Françoise Sullivan: «la peinture fait ce qu’elle veut»

Françoise Sullivan, «Rouge nos 3, 5, 6, 2» (1997)
Photo: Richard-Max Tremblay Françoise Sullivan, «Rouge nos 3, 5, 6, 2» (1997)

Il y a des rétrospectives nécessaires, et celle que présente le Musée d’art contemporain de Montréal (MAC) avec Françoise Sullivan en fait partie. Cosignataire du manifeste Refus global (1948), elle a, depuis les automatistes, fait partie des avant-gardes artistiques de la scène québécoise, se produisant en danse, en sculpture, en art conceptuel et en peinture. C’est cette pluridisciplinarité, initialement fondée sur la danse, qui a déjà été soulignée et qui fait la force distinctive du travail de Sullivan.

Alors que d’autres ont par le passé choisi d’aborder cette œuvre protéiforme par des trajectoires faisant fi des disciplines et du parcours biographique (Galerie de l’UQAM, 2017), le commissaire Mark Lanctôt, au MAC, emprunte une approche chronologique plus classique dans un effort de synthèse que reflète d’ailleurs le précieux catalogue d’exposition (Feed), avec sa chronologie exhaustive survolant 95 ans de vie et plus de 70 ans de carrière.

C’est en effet une artiste toujours active que présente le MAC en incluant des œuvres toutes récentes, la poursuite des abstractions en peinture que l’artiste pratique assidûment, voire exclusivement depuis la fin des années 1990. De salle en salle, la démonstration se fait claire en épousant les périodes, dont la première s’incarne également en peinture, figurative toutefois. La peinture encadre donc l’ensemble de la production de Sullivan dans un parcours touffu qui aurait mérité plus d’espace, en particulier à la fin où les toiles abstraites, certaines à la puissance indéniable, se nuisent mutuellement.

De gestes en traces

 

Quand elle délaisse la peinture au milieu des années 1940 — des portraits de style fauviste dont les quelques exemples regroupés sont fort éloquents —, c’est pour adopter la danse, qui l’amènera, entre autres, à New York, où elle fera des rencontres décisives en plus de contribuer à la diffusion des automatistes.
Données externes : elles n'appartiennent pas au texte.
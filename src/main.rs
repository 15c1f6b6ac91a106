use clap::Parser;
use tracing_subscriber::{fmt, prelude::*, EnvFilter};

use ytot::cli::Cli;
use ytot::error::Result;

#[tokio::main]
async fn main() -> Result<()> {
    let cli = Cli::parse();

    // chromiumoxide logs every CDP event it cannot deserialize; keep it quiet
    // unless explicitly requested through RUST_LOG.
    let default_level = if cli.verbose { "debug" } else { "info" };
    let filter = EnvFilter::try_from_default_env().unwrap_or_else(|_| {
        EnvFilter::new(default_level)
            .add_directive("chromiumoxide::conn=warn".parse().unwrap())
            .add_directive("chromiumoxide::handler=warn".parse().unwrap())
    });

    tracing_subscriber::registry()
        .with(fmt::layer().with_writer(std::io::stderr))
        .with(filter)
        .init();

    cli.run().await
}
use std::path::PathBuf;
use std::process::{Child, Command, Stdio};
use std::time::Duration;

use tokio::time::sleep;

use super::discovery::{resolve_browser, BrowserInfo};
use crate::config::BrowserConfig;
use crate::error::{Result, YtotError};

/// Starts a Chromium-family browser with remote debugging enabled
pub struct BrowserLauncher {
    browser_info: BrowserInfo,
    cdp_port: u16,
    headless: bool,
    user_data_dir: PathBuf,
    extra_args: Vec<String>,
}

impl BrowserLauncher {
    pub fn from_config(config: &BrowserConfig) -> Result<Self> {
        let browser_info = resolve_browser(config.executable.as_deref())?;
        let user_data_dir = match config.user_data_dir.as_deref() {
            Some(dir) => PathBuf::from(shellexpand::tilde(dir).to_string()),
            None => dirs::data_dir()
                .unwrap_or_else(|| PathBuf::from("."))
                .join("ytot")
                .join("browser-profile"),
        };

        Ok(Self {
            browser_info,
            cdp_port: config.cdp_port,
            headless: config.headless,
            user_data_dir,
            extra_args: config.extra_args.clone(),
        })
    }

    pub fn browser_info(&self) -> &BrowserInfo {
        &self.browser_info
    }

    fn build_args(&self) -> Vec<String> {
        let mut args = vec![
            format!("--remote-debugging-port={}", self.cdp_port),
            format!("--user-data-dir={}", self.user_data_dir.display()),
            "--no-first-run".to_string(),
            "--no-default-browser-check".to_string(),
            // Embedded players must start without a click
            "--autoplay-policy=no-user-gesture-required".to_string(),
        ];

        if self.headless {
            args.push("--headless=new".to_string());
        }

        args.extend(self.extra_args.iter().cloned());
        args
    }

    pub fn launch(&self) -> Result<Child> {
        std::fs::create_dir_all(&self.user_data_dir)?;

        let args = self.build_args();
        tracing::debug!(
            "Launching browser: {:?} with args: {:?}",
            self.browser_info.path,
            args
        );

        Command::new(&self.browser_info.path)
            .args(&args)
            .stdout(Stdio::null())
            .stderr(Stdio::null())
            .spawn()
            .map_err(|e| {
                YtotError::BrowserLaunchFailed(format!(
                    "Failed to launch {}: {}",
                    self.browser_info.browser_type.name(),
                    e
                ))
            })
    }

    /// Launch and wait until the CDP endpoint answers
    pub async fn launch_and_wait(&self) -> Result<(Child, String)> {
        let child = self.launch()?;

        for attempt in 1..=20 {
            sleep(Duration::from_millis(500)).await;
            match cdp_websocket_url(self.cdp_port).await {
                Ok(ws_url) => {
                    tracing::info!("CDP ready at: {}", ws_url);
                    return Ok((child, ws_url));
                }
                Err(e) => tracing::debug!("CDP not ready yet (attempt {}): {}", attempt, e),
            }
        }

        Err(YtotError::CdpConnectionFailed(
            "Timeout waiting for CDP to be ready".to_string(),
        ))
    }
}

/// Ask a local browser for its browser-level WebSocket URL
pub async fn cdp_websocket_url(port: u16) -> Result<String> {
    let url = format!("http://127.0.0.1:{}/json/version", port);

    // Localhost must never go through a proxy
    let client = reqwest::Client::builder()
        .no_proxy()
        .build()
        .unwrap_or_else(|_| reqwest::Client::new());

    let response = client.get(&url).send().await.map_err(|e| {
        YtotError::CdpConnectionFailed(format!("Failed to connect to CDP: {}", e))
    })?;

    if !response.status().is_success() {
        return Err(YtotError::CdpConnectionFailed(format!(
            "CDP endpoint answered {}",
            response.status()
        )));
    }

    let json: serde_json::Value = response.json().await.map_err(|e| {
        YtotError::CdpConnectionFailed(format!("Failed to parse CDP response: {}", e))
    })?;

    json.get("webSocketDebuggerUrl")
        .and_then(|v| v.as_str())
        .map(str::to_string)
        .ok_or_else(|| {
            YtotError::CdpConnectionFailed("No WebSocket URL in CDP response".to_string())
        })
}

#[cfg(test)]
mod tests {
    use super::*;
    use crate::browser::discovery::BrowserType;

    fn launcher(headless: bool) -> BrowserLauncher {
        BrowserLauncher {
            browser_info: BrowserInfo::new(BrowserType::Chromium, PathBuf::from("chromium")),
            cdp_port: 9333,
            headless,
            user_data_dir: PathBuf::from("/tmp/ytot-profile"),
            extra_args: vec!["--mute-audio".to_string()],
        }
    }

    #[test]
    fn args_enable_debugging_and_autoplay() {
        let args = launcher(false).build_args();

        assert_eq!(args[0], "--remote-debugging-port=9333");
        assert!(args.contains(&"--user-data-dir=/tmp/ytot-profile".to_string()));
        assert!(args.contains(&"--autoplay-policy=no-user-gesture-required".to_string()));
        assert!(!args.iter().any(|a| a.starts_with("--headless")));
        assert_eq!(args.last().map(String::as_str), Some("--mute-audio"));
    }

    #[test]
    fn headless_flag_uses_new_mode() {
        assert!(launcher(true)
            .build_args()
            .contains(&"--headless=new".to_string()));
    }
}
Documentation photo, partitions et costumes relatent dans l’exposition cette période où elle bouscule les conventions en danse, faisant place aux gestes improvisés, comme dans la Danse dans la neige (1948), performance mythique captée par les images de Maurice Perron.

Les sculptures et les œuvres plus conceptuelles qui suivent font place à des changements marqués que le commissaire rassemble dans son texte sous l’enseigne de la trace et du mouvement. Gênante plus loin, l’exiguïté de l’espace participe ici à l’efficacité de la mise en scène, en proposant une « forêt » dense de sculptures abstraites des années 1960, constituées de formes en tension et de spirales, dans le noir profond de l’acier brut ou dans les couleurs toniques de matières plastiques.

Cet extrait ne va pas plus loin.